▶ [PROBLEM TO WORK ON]:
Single out the lines of the material that contain "storage" and copy them.
= = =
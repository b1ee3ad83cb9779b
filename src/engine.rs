//! Memory engine facade
//!
//! Wires the fact store, the capability providers, the index and the mirror
//! into the pipelines and exposes them behind one handle.

use crate::capability::{
    CachedEmbedder, CallPolicy, CompletionService, Contracts, DocumentMirror, EmbeddingService,
    Embeddings, IndexPayload, OpenAiProvider, VectorIndex,
};
use crate::config::MemoryConfig;
use crate::consolidate::{ConsolidationEngine, ConsolidationOutcome};
use crate::error::{Error, Result};
use crate::index::InMemoryIndex;
use crate::ingest::IngestionPipeline;
use crate::memory::{FactStore, MemoryItem, StoreStats};
use crate::mirror::{MarkdownMirror, NullMirror};
use crate::predict::{Prediction, PredictionContext, PredictionEngine};
use crate::retrieve::{RetrievalEngine, RetrievalQuery, RetrievalResult};
use crate::session::{render_transcript, SessionContext};
use std::collections::HashMap;
use std::path::Path;
use std::sync::Arc;
use tokio_util::sync::CancellationToken;
use uuid::Uuid;

/// Handle over the whole memory system
pub struct MemoryEngine {
    config: MemoryConfig,
    store: Arc<FactStore>,
    ingestion: IngestionPipeline,
    retrieval: RetrievalEngine,
    consolidation: ConsolidationEngine,
    prediction: PredictionEngine,
}

impl MemoryEngine {
    /// Open the engine described by `config`: the snapshot under the data
    /// directory, the markdown vault next to it and the configured provider.
    pub async fn open(config: MemoryConfig) -> Result<Self> {
        let store = FactStore::load_snapshot(&config.storage.snapshot_path()).await?;
        let mirror = MarkdownMirror::new(config.storage.vault_dir())?;
        MemoryEngineBuilder::new()
            .config(config)
            .store(store)
            .mirror(Arc::new(mirror))
            .build()
            .await
    }

    pub fn config(&self) -> &MemoryConfig {
        &self.config
    }

    pub fn store(&self) -> &Arc<FactStore> {
        &self.store
    }

    /// Extract and commit facts from raw text
    pub async fn ingest(
        &self,
        text: &str,
        metadata: &HashMap<String, serde_json::Value>,
        cancel: Option<&CancellationToken>,
    ) -> Result<Vec<MemoryItem>> {
        self.ingestion.ingest(text, metadata, cancel).await
    }

    pub async fn retrieve(
        &self,
        query: &RetrievalQuery,
        cancel: Option<&CancellationToken>,
    ) -> Result<RetrievalResult> {
        self.retrieval.retrieve(query, cancel).await
    }

    /// Run one consolidation pass unless one is already in flight
    pub async fn consolidate(&self, cancel: Option<&CancellationToken>) -> ConsolidationOutcome {
        self.consolidation.consolidate(cancel).await
    }

    /// Predict what the user needs next and render it for prompt injection
    pub async fn predict(
        &self,
        context: &PredictionContext,
        cancel: Option<&CancellationToken>,
    ) -> Result<Prediction> {
        self.prediction.predict(context, cancel).await
    }

    /// Drain the session buffer and ingest it as one transcript.
    ///
    /// On failure the drained messages are put back into the session.
    pub async fn flush_session(
        &self,
        session: &mut SessionContext,
        cancel: Option<&CancellationToken>,
    ) -> Result<Vec<MemoryItem>> {
        let drained = session.take_transcript();
        if drained.is_empty() {
            return Ok(Vec::new());
        }
        let transcript = render_transcript(&drained);
        let mut metadata = HashMap::new();
        metadata.insert("source".to_string(), serde_json::json!("session_flush"));
        metadata.insert("modality".to_string(), serde_json::json!("session_flush"));
        metadata.insert("session_id".to_string(), serde_json::json!(session.id));
        metadata.insert("messages".to_string(), serde_json::json!(drained.len()));

        match self.ingestion.ingest(&transcript, &metadata, cancel).await {
            Ok(items) => {
                tracing::info!(
                    session_id = %session.id,
                    messages = drained.len(),
                    items = items.len(),
                    "Flushed session"
                );
                Ok(items)
            }
            Err(e) => {
                tracing::warn!(session_id = %session.id, error = %e, "Session flush failed, messages restored");
                session.restore(drained);
                Err(e)
            }
        }
    }

    /// Flush only once the session has crossed its token threshold
    pub async fn maybe_flush(
        &self,
        session: &mut SessionContext,
        cancel: Option<&CancellationToken>,
    ) -> Result<Option<Vec<MemoryItem>>> {
        if !session.should_flush() {
            return Ok(None);
        }
        self.flush_session(session, cancel).await.map(Some)
    }

    pub async fn stats(&self) -> StoreStats {
        self.store.stats().await
    }

    /// Any item by id, active or superseded
    pub async fn item(&self, id: &Uuid) -> Option<MemoryItem> {
        self.store.item(id).await
    }

    /// Write the snapshot to the configured data directory
    pub async fn save(&self) -> Result<()> {
        self.save_to(&self.config.storage.snapshot_path()).await
    }

    pub async fn save_to(&self, path: &Path) -> Result<()> {
        self.store.save_snapshot(path).await?;
        tracing::debug!(path = %path.display(), "Saved snapshot");
        Ok(())
    }
}

/// Builder for `MemoryEngine`.
///
/// Anything not supplied falls back to the configured defaults: an empty
/// store, the OpenAI-compatible provider, an in-memory index and no mirror.
pub struct MemoryEngineBuilder {
    config: MemoryConfig,
    store: Option<FactStore>,
    completion: Option<Arc<dyn CompletionService>>,
    embedding: Option<Arc<dyn EmbeddingService>>,
    index: Option<Arc<dyn VectorIndex>>,
    mirror: Option<Arc<dyn DocumentMirror>>,
}

impl MemoryEngineBuilder {
    pub fn new() -> Self {
        Self {
            config: MemoryConfig::default(),
            store: None,
            completion: None,
            embedding: None,
            index: None,
            mirror: None,
        }
    }

    pub fn config(mut self, config: MemoryConfig) -> Self {
        self.config = config;
        self
    }

    /// Start from an existing store, such as a loaded snapshot
    pub fn store(mut self, store: FactStore) -> Self {
        self.store = Some(store);
        self
    }

    pub fn completion(mut self, completion: Arc<dyn CompletionService>) -> Self {
        self.completion = Some(completion);
        self
    }

    pub fn embedding(mut self, embedding: Arc<dyn EmbeddingService>) -> Self {
        self.embedding = Some(embedding);
        self
    }

    pub fn index(mut self, index: Arc<dyn VectorIndex>) -> Self {
        self.index = Some(index);
        self
    }

    pub fn mirror(mut self, mirror: Arc<dyn DocumentMirror>) -> Self {
        self.mirror = Some(mirror);
        self
    }

    /// Build the engine and project the store into the index
    pub async fn build(self) -> Result<MemoryEngine> {
        let config = self.config;
        config.validate()?;

        let (completion, embedding) = match (self.completion, self.embedding) {
            (Some(c), Some(e)) => (c, e),
            (completion, embedding) => {
                let provider = Arc::new(OpenAiProvider::new(&config.provider));
                (
                    completion.unwrap_or_else(|| provider.clone() as Arc<dyn CompletionService>),
                    embedding.unwrap_or(provider as Arc<dyn EmbeddingService>),
                )
            }
        };
        let embedding: Arc<dyn EmbeddingService> = Arc::new(CachedEmbedder::new(
            embedding,
            config.capability.embedding_cache_capacity,
        ));
        let embeddings = Embeddings::new(embedding, CallPolicy::embedding(&config.capability));
        let contracts = Arc::new(
            Contracts::new(completion, &config.capability).with_triples(config.triples.enabled),
        );
        let index: Arc<dyn VectorIndex> = self
            .index
            .unwrap_or_else(|| Arc::new(InMemoryIndex::with_dimension(embeddings.dimension())));
        let mirror: Arc<dyn DocumentMirror> = self.mirror.unwrap_or_else(|| Arc::new(NullMirror));
        let store = Arc::new(self.store.unwrap_or_default());

        project_store(&store, index.as_ref(), &embeddings).await?;

        Ok(MemoryEngine {
            ingestion: IngestionPipeline::new(
                store.clone(),
                index.clone(),
                mirror.clone(),
                contracts.clone(),
                embeddings.clone(),
                config.ingestion.clone(),
            )
            .with_triples(config.triples.enabled),
            retrieval: RetrievalEngine::new(
                store.clone(),
                index.clone(),
                contracts.clone(),
                embeddings.clone(),
                config.retrieval.clone(),
            )
            .with_triples(config.triples.clone()),
            prediction: PredictionEngine::new(
                store.clone(),
                contracts.clone(),
                config.prediction.clone(),
            ),
            consolidation: ConsolidationEngine::new(
                store.clone(),
                index,
                mirror,
                contracts,
                embeddings,
                config.consolidation.clone(),
            ),
            store,
            config,
        })
    }
}

impl Default for MemoryEngineBuilder {
    fn default() -> Self {
        Self::new()
    }
}

/// Upsert every category, item and embedded triple vector into the index.
/// Categories restored without an embedding are embedded first.
async fn project_store(
    store: &FactStore,
    index: &dyn VectorIndex,
    embeddings: &Embeddings,
) -> Result<()> {
    let categories = store.categories().await;
    let missing: Vec<_> = categories.iter().filter(|c| c.embedding.is_none()).collect();
    if !missing.is_empty() {
        let texts: Vec<String> = missing.iter().map(|c| c.path.embedding_text()).collect();
        let vectors = embeddings.embed_batch(&texts, None).await?;
        for (category, vector) in missing.iter().zip(vectors) {
            store.set_category_embedding(&category.id, vector).await?;
        }
    }

    let mut projected = 0usize;
    for category in store.categories().await {
        let vector = category
            .embedding
            .clone()
            .ok_or_else(|| Error::Store(format!("category {} has no embedding", category.path)))?;
        index
            .upsert_vector(category.id, vector, IndexPayload::category(&category.path))
            .await?;
        projected += 1;
    }
    for item in store.all_items().await {
        index
            .upsert_vector(
                item.id,
                item.embedding.clone(),
                IndexPayload::item(item.category_id, item.active, item.content.clone()),
            )
            .await?;
        projected += 1;
    }
    for triple in store.all_triples().await {
        if triple.embedding.is_empty() {
            continue;
        }
        index
            .upsert_vector(triple.id, triple.embedding.clone(), IndexPayload::triple(&triple))
            .await?;
        projected += 1;
    }
    if projected > 0 {
        tracing::info!(entries = projected, "Projected fact store into index");
    }
    Ok(())
}
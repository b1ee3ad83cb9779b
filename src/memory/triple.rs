//! Entity facts as subject-predicate-object triples
//!
//! Triples are an optional precision layer over MemoryItems. Extraction
//! may attach them to a fact; retrieval uses them to confirm which items
//! are still current and to quote short entity statements. Predicates are
//! normalized so that synonyms ("loves", "enjoys") share one form.

use super::item::clamp_unit;
use crate::error::{Error, Result};
use chrono::{DateTime, Utc};
use serde::{Deserialize, Serialize};
use uuid::Uuid;

/// Synonym → canonical predicate
const PREDICATE_ALIASES: &[(&str, &str)] = &[
    ("loves", "likes"),
    ("enjoys", "likes"),
    ("adores", "likes"),
    ("prefers", "likes"),
    ("hates", "dislikes"),
    ("despises", "dislikes"),
    ("understands", "knows"),
    ("is_called", "is_named"),
    ("named", "is_named"),
    ("works_at", "employed_by"),
    ("lives_in", "resides_in"),
];

/// Predicate pairs that cannot both hold for the same subject and object
const OPPOSITES: &[(&str, &str)] = &[
    ("likes", "dislikes"),
    ("loves", "hates"),
    ("wants", "avoids"),
    ("prefers", "dislikes"),
    ("is", "is_not"),
    ("can", "cannot"),
];

/// Lowercase, snake_case and map synonyms to their canonical predicate.
pub fn normalize_predicate(predicate: &str) -> String {
    let snake = predicate
        .trim()
        .to_lowercase()
        .split_whitespace()
        .collect::<Vec<_>>()
        .join("_");
    PREDICATE_ALIASES
        .iter()
        .find(|(alias, _)| *alias == snake)
        .map(|(_, canonical)| canonical.to_string())
        .unwrap_or(snake)
}

/// A subject-predicate-object statement
#[derive(Debug, Clone, PartialEq, Serialize, Deserialize)]
pub struct SemanticTriple {
    pub id: Uuid,
    /// Item the triple was extracted with
    pub memory_item_id: Option<Uuid>,
    pub subject: String,
    /// Normalized predicate
    pub predicate: String,
    pub object: String,
    /// Qualifier such as a time or place
    pub context: Option<String>,
    pub importance: f32,
    pub confidence: f32,
    pub active: bool,
    /// Vector of the natural-language form
    #[serde(default)]
    pub embedding: Vec<f32>,
    pub created_at: DateTime<Utc>,
    pub last_accessed: DateTime<Utc>,
}

impl SemanticTriple {
    /// Build an active triple. Subject, predicate and object must be non-empty.
    pub fn new(
        subject: impl Into<String>,
        predicate: &str,
        object: impl Into<String>,
    ) -> Result<Self> {
        let subject = subject.into().trim().to_string();
        let object = object.into().trim().to_string();
        let predicate = normalize_predicate(predicate);
        if subject.is_empty() || predicate.is_empty() || object.is_empty() {
            return Err(Error::Store(
                "triple needs a subject, predicate and object".to_string(),
            ));
        }
        let now = Utc::now();
        Ok(Self {
            id: Uuid::new_v4(),
            memory_item_id: None,
            subject,
            predicate,
            object,
            context: None,
            importance: 0.5,
            confidence: 1.0,
            active: true,
            embedding: Vec::new(),
            created_at: now,
            last_accessed: now,
        })
    }

    pub fn with_item(mut self, item_id: Uuid) -> Self {
        self.memory_item_id = Some(item_id);
        self
    }

    pub fn with_context(mut self, context: impl Into<String>) -> Self {
        let context = context.into();
        if !context.trim().is_empty() {
            self.context = Some(context.trim().to_string());
        }
        self
    }

    pub fn with_scores(mut self, importance: f32, confidence: f32) -> Self {
        self.importance = clamp_unit(importance);
        self.confidence = clamp_unit(confidence);
        self
    }

    /// "User likes Python (since 2020)"
    pub fn to_natural_language(&self) -> String {
        let mut text = format!(
            "{} {} {}",
            self.subject,
            self.predicate.replace('_', " "),
            self.object
        );
        if let Some(context) = &self.context {
            text.push_str(&format!(" ({context})"));
        }
        text
    }

    /// Same subject and object with contradicting predicates
    pub fn is_opposite_of(&self, other: &SemanticTriple) -> bool {
        if !self.subject.eq_ignore_ascii_case(&other.subject)
            || !self.object.eq_ignore_ascii_case(&other.object)
        {
            return false;
        }
        let (a, b) = (self.predicate.as_str(), other.predicate.as_str());
        OPPOSITES
            .iter()
            .any(|(x, y)| (a == *x && b == *y) || (a == *y && b == *x))
    }
}

#[cfg(test)]
mod tests {
    use super::*;

    #[test]
    fn test_normalize_predicate() {
        assert_eq!(normalize_predicate("Loves"), "likes");
        assert_eq!(normalize_predicate(" works at "), "employed_by");
        assert_eq!(normalize_predicate("Lives In"), "resides_in");
        assert_eq!(normalize_predicate("is allergic to"), "is_allergic_to");
    }

    #[test]
    fn test_natural_language() {
        let triple = SemanticTriple::new("User", "works at", "Acme")
            .unwrap()
            .with_context("since 2021");
        assert_eq!(triple.to_natural_language(), "User employed by Acme (since 2021)");

        let bare = SemanticTriple::new("User", "likes", "Python").unwrap();
        assert_eq!(bare.to_natural_language(), "User likes Python");
    }

    #[test]
    fn test_opposites() {
        let likes = SemanticTriple::new("User", "enjoys", "sushi").unwrap();
        let dislikes = SemanticTriple::new("user", "hates", "Sushi").unwrap();
        let other = SemanticTriple::new("User", "dislikes", "pizza").unwrap();
        assert!(likes.is_opposite_of(&dislikes));
        assert!(dislikes.is_opposite_of(&likes));
        assert!(!likes.is_opposite_of(&other));

        let can = SemanticTriple::new("User", "can", "swim").unwrap();
        let cannot = SemanticTriple::new("User", "cannot", "swim").unwrap();
        assert!(can.is_opposite_of(&cannot));
    }

    #[test]
    fn test_rejects_empty_parts() {
        assert!(SemanticTriple::new("User", "  ", "Python").is_err());
        assert!(SemanticTriple::new("", "likes", "Python").is_err());
    }

    #[test]
    fn test_scores_clamped() {
        let triple = SemanticTriple::new("User", "likes", "tea")
            .unwrap()
            .with_scores(1.7, -0.2);
        assert_eq!(triple.importance, 1.0);
        assert_eq!(triple.confidence, 0.0);
    }
}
= = =
▶ [RESULT FOR THIS TASK]:
        let store = FactStore::load_snapshot(&config.storage.snapshot_path()).await?;
        let mirror = MarkdownMirror::new(config.storage.vault_dir())?;
        self.save_to(&self.config.storage.snapshot_path()).await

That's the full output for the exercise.